Support multi-argument UNNEST(), and TABLE() syntax for multiple functions.

This patch adds the ability to write TABLE( function1(), function2(), ...) as a single FROM-clause entry. The result is the concatenation of the first row from each function, followed by the second row from each function, etc; with NULLs inserted if any function produces fewer rows than others. This is believed to be a much more useful behavior than what Postgres currently does with multiple SRFs in a SELECT list.
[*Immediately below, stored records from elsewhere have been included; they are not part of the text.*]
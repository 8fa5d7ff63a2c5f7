use std::sync::Arc;

use anyhow::Result;
use pipewatch_core::{BatchMap, LockWait, PipelineId, ReportError, ThreadReport, WorkerId};

/// A pipeline worker thread as seen from outside the pipeline.
pub trait WorkerThread: Send + Sync {
    fn id(&self) -> &WorkerId;

    /// Current status, or `None` once the thread has exited.
    fn status(&self) -> Option<String>;

    fn is_alive(&self) -> bool;
}

/// An output stage and its worker pool.
pub trait OutputStage: Send + Sync {
    fn type_name(&self) -> &str;

    fn config(&self) -> serde_json::Value;

    /// Configured number of workers.
    fn workers(&self) -> usize;

    /// Number of pool slots not currently checked out. Only meaningful when
    /// `workers() > 1`.
    fn available_workers(&self) -> usize;

    /// Whether the exclusion lock of a single-worker output is held.
    fn single_worker_locked(&self) -> bool;
}

/// What the reporter needs from a running pipeline.
///
/// Every read except the in-flight batch map is expected to be safe without
/// external locking.
pub trait Pipeline: Send + Sync {
    fn id(&self) -> &PipelineId;

    /// Run `f` with exclusive access to the in-flight batch map.
    ///
    /// With [`LockWait::Bounded`] the call gives up with
    /// [`ReportError::LockTimeout`] instead of waiting on dispatch forever.
    fn synchronize_inflight_batches<T, F>(&self, wait: LockWait, f: F) -> Result<T, ReportError>
    where
        F: FnOnce(&BatchMap) -> T;

    fn worker_threads(&self) -> Result<Vec<Arc<dyn WorkerThread>>>;

    fn events_filtered(&self) -> Result<u64>;
    fn events_consumed(&self) -> Result<u64>;

    fn outputs(&self) -> Result<Vec<Arc<dyn OutputStage>>>;

    fn plugin_threads_info(&self) -> Result<serde_json::Value>;
    fn stalling_threads_info(&self) -> Result<Vec<ThreadReport>>;
}
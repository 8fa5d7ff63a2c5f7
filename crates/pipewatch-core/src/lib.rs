pub mod batch;
pub mod counter;
pub mod error;
pub mod field;
pub mod ids;
pub mod model;
pub mod record;
pub mod thread;

pub use batch::*;
pub use counter::*;
pub use error::*;
pub use field::*;
pub use ids::*;
pub use model::*;
pub use record::*;
pub use thread::*;
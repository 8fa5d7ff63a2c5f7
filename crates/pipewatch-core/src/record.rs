use serde::{Deserialize, Serialize};
use serde_json::Value;

use crate::{OutputInfo, SnapshotField, ThreadReport, WorkerState};

/// Everything the reporter read from the pipeline for one snapshot.
///
/// `inflight_count` and `worker_states` always come from the same read of the
/// batch map; the remaining fields may be read a moment later.
#[derive(Clone, Debug, PartialEq, Serialize, Deserialize)]
pub struct SnapshotRecord {
    pub events_filtered: u64,
    pub events_consumed: u64,
    pub worker_count: usize,
    pub inflight_count: usize,
    pub worker_states: Vec<WorkerState>,
    pub output_info: Vec<OutputInfo>,
    pub thread_info: Value,
    pub stalling_threads_info: Vec<ThreadReport>,
}

impl SnapshotRecord {
    /// JSON value of a single field.
    pub fn field_value(&self, field: SnapshotField) -> Result<Value, serde_json::Error> {
        match field {
            SnapshotField::EventsFiltered => Ok(Value::from(self.events_filtered)),
            SnapshotField::EventsConsumed => Ok(Value::from(self.events_consumed)),
            SnapshotField::WorkerCount => Ok(Value::from(self.worker_count)),
            SnapshotField::InflightCount => Ok(Value::from(self.inflight_count)),
            SnapshotField::WorkerStates => serde_json::to_value(&self.worker_states),
            SnapshotField::OutputInfo => serde_json::to_value(&self.output_info),
            SnapshotField::ThreadInfo => Ok(self.thread_info.clone()),
            SnapshotField::StallingThreadsInfo => serde_json::to_value(&self.stalling_threads_info),
        }
    }
}
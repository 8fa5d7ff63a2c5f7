use std::time::Duration;

use anyhow::{anyhow, Result};
use pipewatch_core::LockWait;

use crate::traits::Pipeline;

/// Shared collaborator contract suite. Any `Pipeline` implementation handed to
/// the reporter should pass it while idle.
pub fn run_pipeline_contract_suite(pipeline: &impl Pipeline) -> Result<()> {
    let seen = pipeline.synchronize_inflight_batches(LockWait::Blocking, |map| map.len())?;
    let seen_bounded =
        pipeline.synchronize_inflight_batches(LockWait::Bounded(Duration::from_millis(50)), |map| map.len())?;
    if seen != seen_bounded {
        return Err(anyhow!("idle pipeline changed its in-flight batch map between reads"));
    }

    let filtered = pipeline.events_filtered()?;
    let consumed = pipeline.events_consumed()?;
    if pipeline.events_filtered()? < filtered || pipeline.events_consumed()? < consumed {
        return Err(anyhow!("event counters went backwards"));
    }

    let workers = pipeline.worker_threads()?;
    for (i, a) in workers.iter().enumerate() {
        if workers[i + 1..].iter().any(|b| b.id() == a.id()) {
            return Err(anyhow!("worker {} listed twice", a.id()));
        }
    }

    for output in pipeline.outputs()? {
        if output.workers() == 0 {
            return Err(anyhow!("output {} reports zero workers", output.type_name()));
        }
        if output.workers() > 1 && output.available_workers() > output.workers() {
            return Err(anyhow!(
                "output {} has {} free slots for {} workers",
                output.type_name(),
                output.available_workers(),
                output.workers()
            ));
        }
    }

    pipeline.plugin_threads_info()?;
    pipeline.stalling_threads_info()?;
    Ok(())
}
This syntax also provides a reasonable way to combine use of column definition lists with WITH ORDINALITY: put the column definition list inside TABLE(), where it's clear that it doesn't control the ordinality column as well. Also implement SQL-compliant multiple-argument UNNEST(), by turning UNNEST(a,b,c) into TABLE(unnest(a), unnest(b), unnest(c)). The SQL standard specifies TABLE() with only a single function, not multiple functions, and it seems to require an implicit UNNEST() which is not what this patch does. There may be something wrong with that reading of the spec, though, because if it's right then the spec's TABLE() is just a pointless alternative spelling of UNNEST(). After further review of that, we might choose to adopt a different syntax for what this patch does, but in any case this functionality seems clearly worthwhile. Andrew Gierth, reviewed by Zoltán Böszörményi and Heikki Linnakangas, and significantly revised by me
2025-11-21 00:42:43 +03:00 · 2013-11-21 19:37:02 -05:00
parent 38f4328981
commit 784e762e88
48 changed files with 2643 additions and 1207 deletions
--- a/src/backend/optimizer/path/costsize.c
+++ b/src/backend/optimizer/path/costsize.c
@@ -1076,9 +1076,9 @@ cost_functionscan(Path *path, PlannerInfo *root,
 		path->rows = baserel->rows;

 	/*
-	 * Estimate costs of executing the function expression.
+	 * Estimate costs of executing the function expression(s).
 	 *
-	 * Currently, nodeFunctionscan.c always executes the function to
+	 * Currently, nodeFunctionscan.c always executes the functions to
 	 * completion before returning any rows, and caches the results in a
 	 * tuplestore.	So the function eval cost is all startup cost, and per-row
 	 * costs are minimal.
@@ -1088,7 +1088,7 @@ cost_functionscan(Path *path, PlannerInfo *root,
 	 * estimates for functions tend to be, there's not a lot of point in that
 	 * refinement right now.
 	 */
-	cost_qual_eval_node(&exprcost, rte->funcexpr, root);
+	cost_qual_eval_node(&exprcost, (Node *) rte->functions, root);

 	startup_cost += exprcost.startup + exprcost.per_tuple;

@@ -3845,14 +3845,26 @@ void
 set_function_size_estimates(PlannerInfo *root, RelOptInfo *rel)
 {
 	RangeTblEntry *rte;
+	ListCell   *lc;

 	/* Should only be applied to base relations that are functions */
 	Assert(rel->relid > 0);
 	rte = planner_rt_fetch(rel->relid, root);
 	Assert(rte->rtekind == RTE_FUNCTION);

-	/* Estimate number of rows the function itself will return */
-	rel->tuples = expression_returns_set_rows(rte->funcexpr);
+	/*
+	 * Estimate number of rows the functions will return. The rowcount of the
+	 * node is that of the largest function result.
+	 */
+	rel->tuples = 0;
+	foreach(lc, rte->functions)
+	{
+		RangeTblFunction *rtfunc = (RangeTblFunction *) lfirst(lc);
+		double		ntup = expression_returns_set_rows(rtfunc->funcexpr);
+
+		if (ntup > rel->tuples)
+			rel->tuples = ntup;
+	}

 	/* Now estimate number of output rows, etc */
 	set_baserel_size_estimates(root, rel);